Items listed in a dataset:
=======

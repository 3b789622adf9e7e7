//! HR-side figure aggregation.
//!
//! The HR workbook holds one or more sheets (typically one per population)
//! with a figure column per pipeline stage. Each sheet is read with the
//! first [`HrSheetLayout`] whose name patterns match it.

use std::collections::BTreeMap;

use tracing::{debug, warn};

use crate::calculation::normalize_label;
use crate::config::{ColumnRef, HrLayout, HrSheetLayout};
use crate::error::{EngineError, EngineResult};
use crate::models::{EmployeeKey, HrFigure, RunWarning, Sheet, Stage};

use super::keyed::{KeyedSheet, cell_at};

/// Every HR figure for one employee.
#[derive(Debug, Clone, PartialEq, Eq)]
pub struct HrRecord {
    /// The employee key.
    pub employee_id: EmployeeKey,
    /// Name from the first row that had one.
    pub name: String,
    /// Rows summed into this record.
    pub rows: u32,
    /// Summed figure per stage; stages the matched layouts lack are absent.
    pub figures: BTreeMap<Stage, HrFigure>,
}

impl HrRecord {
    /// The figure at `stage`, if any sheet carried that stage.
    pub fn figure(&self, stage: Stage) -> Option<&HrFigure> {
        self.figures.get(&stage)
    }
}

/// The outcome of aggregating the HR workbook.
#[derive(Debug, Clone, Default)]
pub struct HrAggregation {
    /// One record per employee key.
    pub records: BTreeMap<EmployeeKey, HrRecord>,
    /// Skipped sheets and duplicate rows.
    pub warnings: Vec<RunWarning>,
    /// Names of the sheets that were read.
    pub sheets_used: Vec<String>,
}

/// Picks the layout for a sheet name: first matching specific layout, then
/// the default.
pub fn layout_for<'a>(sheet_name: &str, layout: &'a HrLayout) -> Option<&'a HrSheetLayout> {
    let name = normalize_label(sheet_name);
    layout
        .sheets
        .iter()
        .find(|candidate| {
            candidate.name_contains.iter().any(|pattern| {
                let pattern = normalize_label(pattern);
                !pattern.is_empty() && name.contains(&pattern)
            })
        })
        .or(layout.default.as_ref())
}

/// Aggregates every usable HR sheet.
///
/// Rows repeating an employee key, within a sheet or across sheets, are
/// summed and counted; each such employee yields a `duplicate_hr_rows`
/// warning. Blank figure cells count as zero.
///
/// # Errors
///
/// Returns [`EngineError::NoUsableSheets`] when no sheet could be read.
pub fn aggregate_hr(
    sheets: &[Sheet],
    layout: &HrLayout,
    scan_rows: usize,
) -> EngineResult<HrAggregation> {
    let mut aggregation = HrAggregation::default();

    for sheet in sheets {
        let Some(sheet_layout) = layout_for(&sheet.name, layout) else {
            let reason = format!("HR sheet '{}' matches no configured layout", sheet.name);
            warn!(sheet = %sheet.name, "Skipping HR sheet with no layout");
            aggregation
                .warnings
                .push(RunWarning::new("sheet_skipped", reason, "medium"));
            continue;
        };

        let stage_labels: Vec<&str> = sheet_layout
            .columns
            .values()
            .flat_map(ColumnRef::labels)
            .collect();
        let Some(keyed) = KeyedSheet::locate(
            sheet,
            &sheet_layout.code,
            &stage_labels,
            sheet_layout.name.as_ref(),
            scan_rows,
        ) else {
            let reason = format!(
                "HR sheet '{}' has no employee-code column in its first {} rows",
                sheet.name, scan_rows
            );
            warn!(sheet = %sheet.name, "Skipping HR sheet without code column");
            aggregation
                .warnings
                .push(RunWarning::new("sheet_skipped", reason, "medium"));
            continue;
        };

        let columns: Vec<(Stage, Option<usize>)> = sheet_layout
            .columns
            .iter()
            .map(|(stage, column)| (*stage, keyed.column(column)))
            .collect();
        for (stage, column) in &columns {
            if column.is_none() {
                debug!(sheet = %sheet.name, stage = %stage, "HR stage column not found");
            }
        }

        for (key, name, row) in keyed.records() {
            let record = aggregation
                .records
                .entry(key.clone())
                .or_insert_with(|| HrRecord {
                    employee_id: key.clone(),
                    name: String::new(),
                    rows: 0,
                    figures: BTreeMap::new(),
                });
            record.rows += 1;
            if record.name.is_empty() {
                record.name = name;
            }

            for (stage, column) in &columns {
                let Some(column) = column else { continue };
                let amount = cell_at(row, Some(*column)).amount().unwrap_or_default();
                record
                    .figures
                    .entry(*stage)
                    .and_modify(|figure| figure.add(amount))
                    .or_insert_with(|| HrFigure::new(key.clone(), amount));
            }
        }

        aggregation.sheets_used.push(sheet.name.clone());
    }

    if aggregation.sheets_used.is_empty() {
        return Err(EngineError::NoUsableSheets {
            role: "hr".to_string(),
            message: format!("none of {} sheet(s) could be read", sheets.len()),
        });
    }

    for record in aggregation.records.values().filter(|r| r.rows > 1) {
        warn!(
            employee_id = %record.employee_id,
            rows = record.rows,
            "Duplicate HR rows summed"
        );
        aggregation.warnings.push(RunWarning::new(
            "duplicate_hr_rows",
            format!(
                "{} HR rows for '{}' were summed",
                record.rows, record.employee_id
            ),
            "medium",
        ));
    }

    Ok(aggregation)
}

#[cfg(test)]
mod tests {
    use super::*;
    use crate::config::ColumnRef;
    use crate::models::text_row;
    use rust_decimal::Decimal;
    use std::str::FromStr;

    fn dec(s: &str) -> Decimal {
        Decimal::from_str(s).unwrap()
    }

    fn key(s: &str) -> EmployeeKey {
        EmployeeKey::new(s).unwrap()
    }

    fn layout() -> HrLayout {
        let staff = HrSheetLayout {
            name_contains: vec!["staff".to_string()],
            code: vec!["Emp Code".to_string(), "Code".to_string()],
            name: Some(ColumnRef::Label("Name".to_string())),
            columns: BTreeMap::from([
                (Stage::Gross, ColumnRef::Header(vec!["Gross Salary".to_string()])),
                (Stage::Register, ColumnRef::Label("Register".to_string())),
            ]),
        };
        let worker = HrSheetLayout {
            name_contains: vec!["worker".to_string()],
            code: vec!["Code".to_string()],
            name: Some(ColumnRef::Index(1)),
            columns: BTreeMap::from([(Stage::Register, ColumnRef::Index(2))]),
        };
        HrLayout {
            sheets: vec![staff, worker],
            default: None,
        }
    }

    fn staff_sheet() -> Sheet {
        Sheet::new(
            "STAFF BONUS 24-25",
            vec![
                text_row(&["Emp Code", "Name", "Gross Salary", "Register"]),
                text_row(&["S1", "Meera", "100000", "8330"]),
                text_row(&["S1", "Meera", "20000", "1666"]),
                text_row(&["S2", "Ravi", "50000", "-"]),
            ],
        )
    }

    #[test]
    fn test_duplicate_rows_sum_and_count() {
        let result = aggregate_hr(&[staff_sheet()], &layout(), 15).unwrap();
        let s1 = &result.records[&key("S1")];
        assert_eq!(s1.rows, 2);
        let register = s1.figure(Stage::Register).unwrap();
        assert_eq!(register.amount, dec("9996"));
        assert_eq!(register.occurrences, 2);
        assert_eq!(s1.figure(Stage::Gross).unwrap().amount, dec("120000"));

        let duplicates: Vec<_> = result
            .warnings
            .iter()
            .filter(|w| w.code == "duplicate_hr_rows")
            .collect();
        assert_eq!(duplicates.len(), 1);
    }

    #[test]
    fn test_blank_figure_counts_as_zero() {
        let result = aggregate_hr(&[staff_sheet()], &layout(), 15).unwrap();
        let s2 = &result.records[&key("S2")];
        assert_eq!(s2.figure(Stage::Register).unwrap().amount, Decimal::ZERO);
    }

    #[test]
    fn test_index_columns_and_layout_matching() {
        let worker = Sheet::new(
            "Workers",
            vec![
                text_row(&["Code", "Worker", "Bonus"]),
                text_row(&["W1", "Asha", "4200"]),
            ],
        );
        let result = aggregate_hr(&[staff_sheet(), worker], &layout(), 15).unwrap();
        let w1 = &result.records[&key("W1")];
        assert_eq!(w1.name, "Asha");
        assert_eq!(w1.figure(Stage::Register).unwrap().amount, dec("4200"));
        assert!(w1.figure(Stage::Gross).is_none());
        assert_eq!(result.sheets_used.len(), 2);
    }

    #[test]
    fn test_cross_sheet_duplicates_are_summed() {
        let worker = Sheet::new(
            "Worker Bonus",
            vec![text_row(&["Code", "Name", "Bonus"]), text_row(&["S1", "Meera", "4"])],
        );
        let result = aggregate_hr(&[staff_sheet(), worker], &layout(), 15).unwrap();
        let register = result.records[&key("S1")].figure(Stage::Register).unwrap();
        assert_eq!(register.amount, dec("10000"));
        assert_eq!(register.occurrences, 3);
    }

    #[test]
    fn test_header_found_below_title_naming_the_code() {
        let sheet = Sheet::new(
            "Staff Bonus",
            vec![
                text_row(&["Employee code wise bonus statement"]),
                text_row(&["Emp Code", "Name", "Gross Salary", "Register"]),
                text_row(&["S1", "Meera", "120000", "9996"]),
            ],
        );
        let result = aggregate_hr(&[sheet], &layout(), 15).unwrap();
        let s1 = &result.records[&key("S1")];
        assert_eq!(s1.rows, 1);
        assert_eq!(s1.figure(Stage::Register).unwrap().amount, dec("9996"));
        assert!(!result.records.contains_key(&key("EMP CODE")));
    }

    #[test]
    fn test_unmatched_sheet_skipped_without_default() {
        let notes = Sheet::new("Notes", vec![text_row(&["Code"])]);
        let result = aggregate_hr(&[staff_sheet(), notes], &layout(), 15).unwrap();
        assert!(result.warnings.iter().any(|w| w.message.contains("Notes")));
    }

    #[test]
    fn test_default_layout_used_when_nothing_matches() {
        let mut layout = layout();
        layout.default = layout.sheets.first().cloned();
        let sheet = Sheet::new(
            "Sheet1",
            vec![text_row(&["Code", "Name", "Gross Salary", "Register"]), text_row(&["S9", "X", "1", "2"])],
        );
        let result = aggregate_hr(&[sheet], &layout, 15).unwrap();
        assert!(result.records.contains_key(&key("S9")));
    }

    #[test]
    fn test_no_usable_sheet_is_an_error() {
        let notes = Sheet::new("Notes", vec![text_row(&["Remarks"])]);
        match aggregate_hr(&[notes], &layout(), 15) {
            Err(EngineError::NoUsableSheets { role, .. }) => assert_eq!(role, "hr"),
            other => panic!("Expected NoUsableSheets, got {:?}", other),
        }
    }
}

=======

__What the exercise asks__: Going from the line that has "let result = aggregate_hr(&[sheet], &layout(), 15).unwrap();" through the last line of the entries, retype each line exactly as given and add nothing.

__Answer for the task__:
        let result = aggregate_hr(&[sheet], &layout(), 15).unwrap();
        let s1 = &result.records[&key("S1")];
        assert_eq!(s1.rows, 1);
        assert_eq!(s1.figure(Stage::Register).unwrap().amount, dec("9996"));
        assert!(!result.records.contains_key(&key("EMP CODE")));
    }

    #[test]
    fn test_unmatched_sheet_skipped_without_default() {
        let notes = Sheet::new("Notes", vec![text_row(&["Code"])]);
        let result = aggregate_hr(&[staff_sheet(), notes], &layout(), 15).unwrap();
        assert!(result.warnings.iter().any(|w| w.message.contains("Notes")));
    }

    #[test]
    fn test_default_layout_used_when_nothing_matches() {
        let mut layout = layout();
        layout.default = layout.sheets.first().cloned();
        let sheet = Sheet::new(
            "Sheet1",
            vec![text_row(&["Code", "Name", "Gross Salary", "Register"]), text_row(&["S9", "X", "1", "2"])],
        );
        let result = aggregate_hr(&[sheet], &layout, 15).unwrap();
        assert!(result.records.contains_key(&key("S9")));
    }

    #[test]
    fn test_no_usable_sheet_is_an_error() {
        let notes = Sheet::new("Notes", vec![text_row(&["Remarks"])]);
        match aggregate_hr(&[notes], &layout(), 15) {
            Err(EngineError::NoUsableSheets { role, .. }) => assert_eq!(role, "hr"),
            other => panic!("Expected NoUsableSheets, got {:?}", other),
        }
    }
}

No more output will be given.